I drove an hour every day to visit my boys while they were in the NICU. A heavy snowstorm closed down the city for about three days. During this time...Bentley suddenly became very sick with a bump turned abscess infected with staph. As soon as the roads were cleared, I drove Bentley to her pediatrician. He immediately sent me to Children's Hospital. I was terrified. When I arrived at the hospital my baby girl was promptly prepped for surgery. Eric was at work, and I was alone. Later that evening, Bentley was admitted, and Eric came to visit us. It was on a Friday. Eric's job, back then, was very flexible. He basically made his own hours and more times than not was at home (Another issue I had). He ordered us dinner and stayed for about two hours. Then, he said he had to work in the morning, which sometimes he did, and was leaving to go home. I did not say a word. I could not believe it! I thought, "Work?! I do not care if you have to work or not your butt needs to stay here with me and our sick child." Again, I assumed, he selfishly wanted to go home sleep in his bed with the fan, vodka, and movie. His typical routine. I was fuming and soon as he left, I called my best friend, Leah. I told her all about it! My feelings were hurt. I should have vocalized how I wanted him to stay and support me and Bentley. I basically wanted him there for my emotional support. I felt left alone to take care of everything. My heart and emotions were not seen nor tended to then because Eric did not know or did not care. Leah called him after our phone call. I sat holding Bentley crying. I had not seen the boys because I had been with her, and I felt guilt about that. The mom guilt is real!
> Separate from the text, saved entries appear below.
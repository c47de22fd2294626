//! The seat-booking invariant core.
//!
//! Three collaborating pieces:
//!
//! - [`validator`]: pure range checks of a seat address against a train's
//!   physical layout, with per-field error aggregation.
//! - [`availability`]: free-seat computation from a single consistent
//!   snapshot of capacity and ticket count.
//! - [`orders`]: the only write path, atomic multi-ticket order creation
//!   under the store-enforced seat uniqueness constraint.

pub mod availability;
pub mod orders;
pub mod validator;

pub use availability::available;
pub use orders::{Order, Ticket, TicketRequest, create_order};
pub use validator::validate_seat;
//! Crew endpoints: `POST /api/crews`, `GET /api/crews`.

use crate::catalog::{self, Crew, NewCrew};
use crate::error::AppError;
use crate::server::state::AppState;
use axum::{Json, extract::State, http::StatusCode};

/// Create a crew member.
pub async fn create_crew(
    State(state): State<AppState>,
    Json(request): Json<NewCrew>,
) -> Result<(StatusCode, Json<Crew>), AppError> {
    let crew = catalog::create_crew(&state.pool, &request).await?;
    Ok((StatusCode::CREATED, Json(crew)))
}

/// List all crew members.
pub async fn list_crews(State(state): State<AppState>) -> Result<Json<Vec<Crew>>, AppError> {
    Ok(Json(catalog::list_crews(&state.pool).await?))
}
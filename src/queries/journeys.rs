//! Journey read shapes.
//!
//! The list shape renders related records as display strings and annotates
//! every journey with `tickets_available`, computed for the whole result
//! set in one grouped query rather than once per row. The detail shape
//! resolves the route to its canonical `"source → destination"` form and
//! includes the taken seat addresses.

use crate::booking::availability::compute_available;
use crate::catalog::Crew;
use crate::error::BookingError;
use crate::types::{JourneyId, SeatAddress};
use chrono::{DateTime, Utc};
use serde::Serialize;
use sqlx::PgPool;
use std::collections::HashMap;

/// Compact journey representation for list views.
#[derive(Debug, Clone, Serialize)]
pub struct JourneyListItem {
    /// Journey id.
    pub id: JourneyId,
    /// Route display string, `"source → destination"`.
    pub route: String,
    /// Train display string.
    pub train: String,
    /// Crew display strings.
    pub crew: Vec<String>,
    /// Scheduled departure.
    pub departure_time: DateTime<Utc>,
    /// Scheduled arrival.
    pub arrival_time: DateTime<Utc>,
    /// Remaining free seats.
    pub tickets_available: i64,
}

/// Resolved journey representation for detail views.
#[derive(Debug, Clone, Serialize)]
pub struct JourneyDetail {
    /// Journey id.
    pub id: JourneyId,
    /// Route in canonical `"source → destination"` form.
    pub route: String,
    /// Train display string.
    pub train: String,
    /// Full crew records.
    pub crew: Vec<Crew>,
    /// Scheduled departure.
    pub departure_time: DateTime<Utc>,
    /// Scheduled arrival.
    pub arrival_time: DateTime<Utc>,
    /// Seat addresses already ticketed on this journey.
    pub taken_seats: Vec<SeatAddress>,
}

#[derive(Debug, sqlx::FromRow)]
struct JourneyListRow {
    id: JourneyId,
    route: String,
    train: String,
    departure_time: DateTime<Utc>,
    arrival_time: DateTime<Utc>,
    capacity: i64,
    sold: i64,
}

/// List all journeys in the compact shape, availability included.
///
/// # Errors
///
/// Returns a database error on store failure, or a consistency violation
/// when any journey shows more tickets than capacity.
pub async fn list_journeys(pool: &PgPool) -> Result<Vec<JourneyListItem>, BookingError> {
    let rows: Vec<JourneyListRow> = sqlx::query_as(
        "SELECT j.id,
                s.name || ' → ' || d.name AS route,
                t.name AS train,
                j.departure_time,
                j.arrival_time,
                t.cargo_count::bigint * t.places_in_cargo::bigint AS capacity,
                COUNT(tk.id) AS sold
         FROM journeys j
         JOIN routes r ON r.id = j.route_id
         JOIN stations s ON s.id = r.source_id
         JOIN stations d ON d.id = r.destination_id
         JOIN trains t ON t.id = j.train_id
         LEFT JOIN tickets tk ON tk.journey_id = j.id
         GROUP BY j.id, s.name, d.name, t.name, t.cargo_count, t.places_in_cargo
         ORDER BY j.id",
    )
    .fetch_all(pool)
    .await?;

    let ids: Vec<i64> = rows.iter().map(|row| row.id.get()).collect();
    let mut crew_names = crew_names_by_journey(pool, &ids).await?;

    rows.into_iter()
        .map(|row| {
            let tickets_available = compute_available(row.id, row.capacity, row.sold)?;
            Ok(JourneyListItem {
                id: row.id,
                route: row.route,
                train: row.train,
                crew: crew_names.remove(&row.id.get()).unwrap_or_default(),
                departure_time: row.departure_time,
                arrival_time: row.arrival_time,
                tickets_available,
            })
        })
        .collect()
}

/// Fetch one journey in the resolved detail shape.
///
/// Returns `None` when the journey does not exist.
///
/// # Errors
///
/// Returns a database error on store failure.
pub async fn journey_detail(
    pool: &PgPool,
    id: JourneyId,
) -> Result<Option<JourneyDetail>, BookingError> {
    let row: Option<(String, String, DateTime<Utc>, DateTime<Utc>)> = sqlx::query_as(
        "SELECT s.name || ' → ' || d.name AS route,
                t.name AS train,
                j.departure_time,
                j.arrival_time
         FROM journeys j
         JOIN routes r ON r.id = j.route_id
         JOIN stations s ON s.id = r.source_id
         JOIN stations d ON d.id = r.destination_id
         JOIN trains t ON t.id = j.train_id
         WHERE j.id = $1",
    )
    .bind(id)
    .fetch_optional(pool)
    .await?;

    let Some((route, train, departure_time, arrival_time)) = row else {
        return Ok(None);
    };

    let crew: Vec<Crew> = sqlx::query_as(
        "SELECT c.id, c.first_name, c.last_name
         FROM journey_crew jc
         JOIN crews c ON c.id = jc.crew_id
         WHERE jc.journey_id = $1
         ORDER BY c.id",
    )
    .bind(id)
    .fetch_all(pool)
    .await?;

    let taken: Vec<(i32, i32)> = sqlx::query_as(
        "SELECT cargo_number, seat_number
         FROM tickets
         WHERE journey_id = $1
         ORDER BY cargo_number, seat_number",
    )
    .bind(id)
    .fetch_all(pool)
    .await?;

    let taken_seats = taken
        .into_iter()
        .map(|(cargo_number, seat_number)| SeatAddress {
            cargo_number,
            seat_number,
        })
        .collect();

    Ok(Some(JourneyDetail {
        id,
        route,
        train,
        crew,
        departure_time,
        arrival_time,
        taken_seats,
    }))
}

/// Crew display strings for a set of journeys, grouped by journey id.
async fn crew_names_by_journey(
    pool: &PgPool,
    journey_ids: &[i64],
) -> Result<HashMap<i64, Vec<String>>, BookingError> {
    if journey_ids.is_empty() {
        return Ok(HashMap::new());
    }

    let rows: Vec<(i64, String)> = sqlx::query_as(
        "SELECT jc.journey_id, c.first_name || ' ' || c.last_name AS full_name
         FROM journey_crew jc
         JOIN crews c ON c.id = jc.crew_id
         WHERE jc.journey_id = ANY($1)
         ORDER BY jc.journey_id, c.id",
    )
    .bind(journey_ids)
    .fetch_all(pool)
    .await?;

    let mut grouped: HashMap<i64, Vec<String>> = HashMap::new();
    for (journey_id, full_name) in rows {
        grouped.entry(journey_id).or_default().push(full_name);
    }
    Ok(grouped)
}
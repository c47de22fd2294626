//! Application state shared across HTTP handlers.

use sqlx::PgPool;

/// Shared resources for the HTTP handlers.
///
/// Cloned cheaply per request; the pool is internally reference-counted.
#[derive(Clone)]
pub struct AppState {
    /// Connection pool for the booking database.
    pub pool: PgPool,
}

impl AppState {
    /// Create a new application state.
    #[must_use]
    pub const fn new(pool: PgPool) -> Self {
        Self { pool }
    }
}
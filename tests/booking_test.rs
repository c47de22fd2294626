//! Integration tests for the seat-booking core.
//!
//! Exercises validation, availability and the atomic order transaction
//! against a real Postgres, including the concurrent double-booking race.
//!
//! Run with: `cargo test --test booking_test` (requires Docker).

#![allow(clippy::expect_used)]
#![allow(clippy::unwrap_used)]
#![allow(clippy::panic)]

mod common;

use common::{count_rows, seed_journey, setup_test_db};
use train_station::BookingError;
use train_station::booking::{self, TicketRequest, available, create_order};
use train_station::queries;
use train_station::types::{JourneyId, UserId};
use uuid::Uuid;

fn user() -> UserId {
    UserId::from_uuid(Uuid::new_v4())
}

fn request(cargo: i32, seat: i32, journey: JourneyId) -> TicketRequest {
    TicketRequest {
        cargo_number: cargo,
        seat_number: seat,
        journey,
    }
}

/// Scenario A: booking two seats on a 2x3 train leaves four available.
#[tokio::test]
async fn booking_reduces_availability() {
    let (_container, pool) = setup_test_db().await;
    let journey = seed_journey(&pool, 2, 3).await;

    assert_eq!(available(&pool, journey).await.unwrap(), Some(6));

    let order = create_order(
        &pool,
        user(),
        &[request(1, 1, journey), request(1, 2, journey)],
    )
    .await
    .expect("order should commit");

    assert_eq!(order.tickets.len(), 2);
    assert_eq!(available(&pool, journey).await.unwrap(), Some(4));
}

/// Scenario C: an empty batch is rejected before anything is written.
#[tokio::test]
async fn empty_order_is_rejected() {
    let (_container, pool) = setup_test_db().await;
    seed_journey(&pool, 2, 3).await;

    let err = create_order(&pool, user(), &[]).await.unwrap_err();
    assert!(matches!(err, BookingError::EmptyOrder));
    assert_eq!(count_rows(&pool, "orders").await, 0);
}

/// Scenario D: cargo 5 on a 2-compartment train names the valid range.
#[tokio::test]
async fn invalid_cargo_names_valid_range() {
    let (_container, pool) = setup_test_db().await;
    let journey = seed_journey(&pool, 2, 3).await;

    let err = create_order(&pool, user(), &[request(5, 1, journey)])
        .await
        .unwrap_err();

    match err {
        BookingError::InvalidTicket { index, fields } => {
            assert_eq!(index, 0);
            assert_eq!(
                fields.get("cargo_number").map(String::as_str),
                Some("cargo_number must be between 1 and 2")
            );
        }
        other => panic!("expected InvalidTicket, got {other:?}"),
    }
    assert_eq!(count_rows(&pool, "orders").await, 0);
    assert_eq!(count_rows(&pool, "tickets").await, 0);
}

/// A ticket for a journey that does not exist fails at its position.
#[tokio::test]
async fn unknown_journey_is_a_field_error() {
    let (_container, pool) = setup_test_db().await;
    let journey = seed_journey(&pool, 2, 3).await;

    let err = create_order(
        &pool,
        user(),
        &[request(1, 1, journey), request(1, 1, JourneyId::new(9999))],
    )
    .await
    .unwrap_err();

    match err {
        BookingError::InvalidTicket { index, fields } => {
            assert_eq!(index, 1);
            assert!(fields.contains_key("journey"));
        }
        other => panic!("expected InvalidTicket, got {other:?}"),
    }
    assert_eq!(count_rows(&pool, "tickets").await, 0);
}

/// Scenario E: the same seat twice within one batch aborts the whole
/// order; the second occurrence is reported as taken.
#[tokio::test]
async fn duplicate_seat_within_batch_aborts_order() {
    let (_container, pool) = setup_test_db().await;
    let journey = seed_journey(&pool, 2, 3).await;

    let err = create_order(
        &pool,
        user(),
        &[request(1, 1, journey), request(1, 1, journey)],
    )
    .await
    .unwrap_err();

    match err {
        BookingError::SeatTaken { index, .. } => assert_eq!(index, 1),
        other => panic!("expected SeatTaken, got {other:?}"),
    }
    assert_eq!(count_rows(&pool, "orders").await, 0);
    assert_eq!(count_rows(&pool, "tickets").await, 0);
}

/// A seat committed by a prior order cannot be booked again, and the
/// failing order leaves no partial state behind.
#[tokio::test]
async fn previously_sold_seat_aborts_whole_batch() {
    let (_container, pool) = setup_test_db().await;
    let journey = seed_journey(&pool, 2, 3).await;

    create_order(&pool, user(), &[request(1, 1, journey)])
        .await
        .expect("first order should commit");

    // Second batch: a fresh seat first, then the conflict. Both must roll
    // back together.
    let err = create_order(
        &pool,
        user(),
        &[request(2, 1, journey), request(1, 1, journey)],
    )
    .await
    .unwrap_err();

    match err {
        BookingError::SeatTaken {
            index,
            cargo_number,
            seat_number,
            ..
        } => {
            assert_eq!(index, 1);
            assert_eq!((cargo_number, seat_number), (1, 1));
        }
        other => panic!("expected SeatTaken, got {other:?}"),
    }

    assert_eq!(count_rows(&pool, "orders").await, 1);
    assert_eq!(count_rows(&pool, "tickets").await, 1);
    assert_eq!(available(&pool, journey).await.unwrap(), Some(5));
}

/// Scenario B: two concurrent requests for the same seat; exactly one
/// commits, the other observes the conflict.
#[tokio::test]
async fn concurrent_bookings_cannot_share_a_seat() {
    let (_container, pool) = setup_test_db().await;
    let journey = seed_journey(&pool, 2, 3).await;

    let first_requests = [request(1, 1, journey)];
    let second_requests = [request(1, 1, journey)];
    let (first, second) = tokio::join!(
        create_order(&pool, user(), &first_requests),
        create_order(&pool, user(), &second_requests),
    );

    let winners = usize::from(first.is_ok()) + usize::from(second.is_ok());
    assert_eq!(winners, 1, "exactly one of the two bookings must commit");

    let loser = if first.is_err() { first } else { second };
    assert!(matches!(
        loser.unwrap_err(),
        BookingError::SeatTaken { index: 0, .. }
    ));

    assert_eq!(count_rows(&pool, "tickets").await, 1);
    assert_eq!(available(&pool, journey).await.unwrap(), Some(5));
}

/// Availability reports `None` for journeys that do not exist.
#[tokio::test]
async fn availability_of_unknown_journey_is_none() {
    let (_container, pool) = setup_test_db().await;
    assert_eq!(available(&pool, JourneyId::new(12345)).await.unwrap(), None);
}

/// Repeated detail reads between writes return an identical taken-seats
/// set.
#[tokio::test]
async fn taken_seats_are_stable_between_writes() {
    let (_container, pool) = setup_test_db().await;
    let journey = seed_journey(&pool, 2, 3).await;

    create_order(
        &pool,
        user(),
        &[request(2, 3, journey), request(1, 1, journey)],
    )
    .await
    .expect("order should commit");

    let first = queries::journey_detail(&pool, journey)
        .await
        .unwrap()
        .expect("journey exists");
    let second = queries::journey_detail(&pool, journey)
        .await
        .unwrap()
        .expect("journey exists");

    assert_eq!(first.taken_seats, second.taken_seats);
    assert_eq!(first.taken_seats.len(), 2);
    // Sorted by (cargo, seat), independent of insert order.
    assert_eq!(
        (first.taken_seats[0].cargo_number, first.taken_seats[0].seat_number),
        (1, 1)
    );
}

/// The caller only sees their own orders.
#[tokio::test]
async fn order_listing_is_owner_scoped() {
    let (_container, pool) = setup_test_db().await;
    let journey = seed_journey(&pool, 2, 3).await;

    let alice = user();
    let bob = user();

    create_order(&pool, alice, &[request(1, 1, journey)])
        .await
        .expect("alice's order should commit");

    let alice_orders = queries::list_orders(&pool, alice).await.unwrap();
    let bob_orders = queries::list_orders(&pool, bob).await.unwrap();

    assert_eq!(alice_orders.len(), 1);
    assert_eq!(alice_orders[0].tickets.len(), 1);
    assert!(bob_orders.is_empty());
}

/// Journey list computes availability for every row in one pass.
#[tokio::test]
async fn journey_list_annotates_availability() {
    let (_container, pool) = setup_test_db().await;
    let journey = seed_journey(&pool, 2, 3).await;

    booking::create_order(&pool, user(), &[request(1, 1, journey)])
        .await
        .expect("order should commit");

    let journeys = queries::list_journeys(&pool).await.unwrap();
    assert_eq!(journeys.len(), 1);
    assert_eq!(journeys[0].tickets_available, 5);
    assert_eq!(journeys[0].route, "Central → Harbor");
    assert_eq!(journeys[0].train, "Night Express");
}
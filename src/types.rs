//! Identifier newtypes and small value objects shared across the crate.
//!
//! Reference data uses integer surrogate keys (`BIGSERIAL` in the store);
//! the owning user is identified by a UUID handed to us by the external
//! identity provider.

use serde::{Deserialize, Serialize};
use std::fmt;
use uuid::Uuid;

macro_rules! entity_id {
    ($(#[$doc:meta])* $name:ident) => {
        $(#[$doc])*
        #[derive(
            Clone, Copy, Debug, PartialEq, Eq, PartialOrd, Ord, Hash,
            Serialize, Deserialize, sqlx::Type,
        )]
        #[sqlx(transparent)]
        pub struct $name(i64);

        impl $name {
            /// Wrap a raw database id.
            #[must_use]
            pub const fn new(id: i64) -> Self {
                Self(id)
            }

            /// Get the raw database id.
            #[must_use]
            pub const fn get(self) -> i64 {
                self.0
            }
        }

        impl fmt::Display for $name {
            fn fmt(&self, f: &mut fmt::Formatter<'_>) -> fmt::Result {
                write!(f, "{}", self.0)
            }
        }
    };
}

entity_id!(
    /// Unique identifier for a station.
    StationId
);
entity_id!(
    /// Unique identifier for a route.
    RouteId
);
entity_id!(
    /// Unique identifier for a crew member.
    CrewId
);
entity_id!(
    /// Unique identifier for a train type.
    TrainTypeId
);
entity_id!(
    /// Unique identifier for a train.
    TrainId
);
entity_id!(
    /// Unique identifier for a journey.
    JourneyId
);
entity_id!(
    /// Unique identifier for an order.
    OrderId
);
entity_id!(
    /// Unique identifier for a ticket.
    TicketId
);

/// Identifier of the user owning an order.
///
/// Supplied by the external identity provider; this crate never creates or
/// verifies users.
#[derive(Clone, Copy, Debug, PartialEq, Eq, Hash, Serialize, Deserialize, sqlx::Type)]
#[sqlx(transparent)]
pub struct UserId(Uuid);

impl UserId {
    /// Wrap a UUID supplied by the identity provider.
    #[must_use]
    pub const fn from_uuid(uuid: Uuid) -> Self {
        Self(uuid)
    }

    /// Get the inner UUID.
    #[must_use]
    pub const fn as_uuid(&self) -> &Uuid {
        &self.0
    }
}

impl fmt::Display for UserId {
    fn fmt(&self, f: &mut fmt::Formatter<'_>) -> fmt::Result {
        write!(f, "{}", self.0)
    }
}

/// Physical seat layout of a train.
///
/// Defines the valid seat address space: cargo numbers in
/// `1..=cargo_count`, seat numbers in `1..=places_in_cargo`.
#[derive(Clone, Copy, Debug, PartialEq, Eq, sqlx::FromRow)]
pub struct SeatLayout {
    /// Number of cargo compartments (cars).
    pub cargo_count: i32,
    /// Seats per compartment.
    pub places_in_cargo: i32,
}

impl SeatLayout {
    /// Total seat capacity of the train.
    #[must_use]
    pub const fn capacity(&self) -> i64 {
        self.cargo_count as i64 * self.places_in_cargo as i64
    }
}

/// A physical seat within a train, identified by compartment and seat.
#[derive(Clone, Copy, Debug, PartialEq, Eq, PartialOrd, Ord, Hash, Serialize, Deserialize)]
pub struct SeatAddress {
    /// Compartment (car) number, 1-based.
    pub cargo_number: i32,
    /// Seat number within the compartment, 1-based.
    pub seat_number: i32,
}

#[cfg(test)]
mod tests {
    use super::*;

    #[test]
    fn capacity_is_product_of_layout() {
        let layout = SeatLayout {
            cargo_count: 2,
            places_in_cargo: 3,
        };
        assert_eq!(layout.capacity(), 6);
    }

    #[test]
    fn entity_id_roundtrip() {
        let id = JourneyId::new(42);
        assert_eq!(id.get(), 42);
        assert_eq!(id.to_string(), "42");
    }
}
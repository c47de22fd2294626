//! HTTP server wiring: shared state, router and health endpoints.

pub mod health;
pub mod routes;
pub mod state;

pub use routes::build_router;
pub use state::AppState;
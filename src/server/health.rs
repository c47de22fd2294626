//! Health check endpoints.

use super::state::AppState;
use axum::Json;
use axum::extract::State;
use axum::http::StatusCode;
use serde::Serialize;

/// Health check response.
#[derive(Serialize)]
pub struct HealthResponse {
    /// Service status.
    pub status: String,
    /// Service version.
    pub version: String,
}

/// Liveness check: 200 whenever the process is running. Does not touch
/// dependencies.
pub async fn health_check() -> (StatusCode, Json<HealthResponse>) {
    (
        StatusCode::OK,
        Json(HealthResponse {
            status: "ok".to_string(),
            version: env!("CARGO_PKG_VERSION").to_string(),
        }),
    )
}

/// Readiness check response.
#[derive(Serialize)]
pub struct ReadinessResponse {
    /// Overall readiness status.
    pub ready: bool,
    /// Database connectivity.
    pub database: bool,
}

/// Readiness check: verifies the database answers before reporting ready.
pub async fn readiness_check(State(state): State<AppState>) -> (StatusCode, Json<ReadinessResponse>) {
    let database = sqlx::query("SELECT 1").execute(&state.pool).await.is_ok();
    let status = if database {
        StatusCode::OK
    } else {
        StatusCode::SERVICE_UNAVAILABLE
    };
    (
        status,
        Json(ReadinessResponse {
            ready: database,
            database,
        }),
    )
}
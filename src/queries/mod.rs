//! Read shapes for the HTTP surface.
//!
//! Each entity gets explicit, named projections selected by call-site
//! intent: a compact list shape and a resolved detail shape. The shapes are
//! built by dedicated queries rather than by reusing the write
//! representations.

pub mod journeys;
pub mod orders;

pub use journeys::{JourneyDetail, JourneyListItem, journey_detail, list_journeys};
pub use orders::list_orders;
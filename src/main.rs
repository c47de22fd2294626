//! Booking service server binary.
//!
//! Connects to Postgres, applies migrations and serves the HTTP API.
//!
//! # Usage
//!
//! ```bash
//! # Start infrastructure
//! docker compose up -d
//!
//! # Run server
//! cargo run
//! ```

use tracing_subscriber::{layer::SubscriberExt, util::SubscriberInitExt};
use train_station::{AppState, Config, build_router, db};

#[tokio::main]
async fn main() -> anyhow::Result<()> {
    // Load .env file
    let _ = dotenvy::dotenv();

    // Initialize tracing
    tracing_subscriber::registry()
        .with(
            tracing_subscriber::EnvFilter::try_from_default_env()
                .unwrap_or_else(|_| "info,train_station=debug,sqlx=warn".into()),
        )
        .with(tracing_subscriber::fmt::layer())
        .init();

    let config = Config::from_env();
    tracing::info!(postgres = %config.postgres.url, "Configuration loaded");

    let pool = db::connect(&config.postgres).await?;
    db::migrate(&pool).await?;
    tracing::info!("Database ready");

    let router = build_router(AppState::new(pool));

    let addr = format!("{}:{}", config.server.host, config.server.port);
    let listener = tokio::net::TcpListener::bind(&addr).await?;
    tracing::info!(%addr, "Booking service listening");

    axum::serve(listener, router)
        .with_graceful_shutdown(shutdown_signal())
        .await?;

    tracing::info!("Shut down gracefully");
    Ok(())
}

async fn shutdown_signal() {
    if let Err(error) = tokio::signal::ctrl_c().await {
        tracing::error!(%error, "failed to install Ctrl+C handler");
    }
}
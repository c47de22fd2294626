//! Train endpoints: `POST /api/trains`, `GET /api/trains`,
//! `GET /api/trains/:id`.

use super::parse_id_list;
use crate::catalog::{self, NewTrain, Train};
use crate::error::AppError;
use crate::server::state::AppState;
use crate::types::TrainId;
use axum::{
    Json,
    extract::{Path, Query, State},
    http::StatusCode,
};
use serde::Deserialize;

/// Query parameters for listing trains.
#[derive(Debug, Deserialize)]
pub struct ListTrainsQuery {
    /// Comma-separated train type ids to filter by.
    pub train_type: Option<String>,
}

/// Create a train.
pub async fn create_train(
    State(state): State<AppState>,
    Json(request): Json<NewTrain>,
) -> Result<(StatusCode, Json<Train>), AppError> {
    let train = catalog::create_train(&state.pool, &request).await?;
    Ok((StatusCode::CREATED, Json(train)))
}

/// List trains, optionally filtered by train type
/// (`?train_type=1,2`).
pub async fn list_trains(
    State(state): State<AppState>,
    Query(query): Query<ListTrainsQuery>,
) -> Result<Json<Vec<Train>>, AppError> {
    let filter = query
        .train_type
        .as_deref()
        .map(|raw| parse_id_list("train_type", raw))
        .transpose()?;

    let trains = catalog::list_trains(&state.pool, filter.as_deref()).await?;
    Ok(Json(trains))
}

/// Get a single train.
pub async fn get_train(
    State(state): State<AppState>,
    Path(id): Path<TrainId>,
) -> Result<Json<Train>, AppError> {
    catalog::get_train(&state.pool, id)
        .await?
        .map(Json)
        .ok_or_else(|| AppError::not_found("Train", id))
}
The next morning, he did what all good husbands do when they get tipped off that their wife is upset. He showed up with coffee and breakfast and suggested I needed a break. He planned to stay with Bentley so I could visit the boys. I jumped up for the occasion. Although, I did not want to leave my girl I had greatly desired a cigarette and a numbing agent-aka-pill. Eric made both happen. We were good like that. And I was quick to forgive but not forget. Because as soon as another annoyance or unmet expectation occurred, my mind irrevocably reminded itself of all the ways Eric had not been there and taken care of me.
It is a simple story, that helped me recognize my bad habits and childlike communication along with the voidance in my marriage. I became upset because of lack of communication, did not express my needs and feelings in a healthy manner, and used a substance and a "I'm sorry" to avoid the underlining issues. Sound familiar? If you are in any kind of long-term commitment, marriage, or relationship you have encountered arguments such as this. It is inevitable. Let it teach you early on, so you do not have to live years on eggshells, or let the hurt define you. It was easy to blame Eric.
Do you know what is hard, helpful, enlightening, freeing, and rejuvenating to your own well-being, spirit and soul? Facing and identifying your own hang-ups and behavior.
With Eric and I back in good graces with each other I was driven back to my own recovery. I wanted to be free. Essentially, I thought I wanted to be free from him. God revealed things differently to me. I was not running from my marriage from Eric. I was running from me, myself, and I.